▶ **What the task asks**:
Nothing in the records may change when you print them out again.

▶ **Records provided**:
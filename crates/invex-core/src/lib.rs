//! Core library for PDF invoice extraction.
//!
//! This crate provides:
//! - PDF text-layer extraction (positioned tokens, format gating)
//! - Rule-based invoice field recognition (labels, amounts, dates, line items)
//! - Validation/normalization into confidence-scored invoice records
//! - The record store contract and an in-memory implementation
//! - The pipeline orchestrator tying the stages together

pub mod error;
pub mod models;
pub mod pdf;
pub mod pipeline;
pub mod recognize;
pub mod store;
pub mod validate;

pub use error::{DocumentError, InvexError, PipelineError, Result, StoreError};
pub use models::config::PipelineConfig;
pub use models::invoice::{Invoice, LineItem, SourceRef};
pub use pdf::{PdfTextExtractor, TextExtractor, TextLayer, TextToken};
pub use pipeline::{Pipeline, Stage, SubmitOutcome};
pub use recognize::{
    CandidateSet, FieldCandidate, FieldKind, FieldRecognizer, LineItemCandidate, TokenSpan,
};
pub use store::{InvoiceStore, MemoryStore, VendorMatch};
pub use validate::{ExtractionResult, Validator};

▶ **Solution below**:
filename crates/invex-core/src/lib.rs
//! Core library for PDF invoice extraction.
//!
//! This crate provides:
//! - PDF text-layer extraction (positioned tokens, format gating)
//! - Rule-based invoice field recognition (labels, amounts, dates, line items)
//! - Validation/normalization into confidence-scored invoice records
//! - The record store contract and an in-memory implementation
//! - The pipeline orchestrator tying the stages together

pub mod error;
pub mod models;
pub mod pdf;
pub mod pipeline;
pub mod recognize;
pub mod store;
pub mod validate;

pub use error::{DocumentError, InvexError, PipelineError, Result, StoreError};
pub use models::config::PipelineConfig;
pub use models::invoice::{Invoice, LineItem, SourceRef};
pub use pdf::{PdfTextExtractor, TextExtractor, TextLayer, TextToken};
pub use pipeline::{Pipeline, Stage, SubmitOutcome};
pub use recognize::{
    CandidateSet, FieldCandidate, FieldKind, FieldRecognizer, LineItemCandidate, TokenSpan,
};
pub use store::{InvoiceStore, MemoryStore, VendorMatch};
pub use validate::{ExtractionResult, Validator};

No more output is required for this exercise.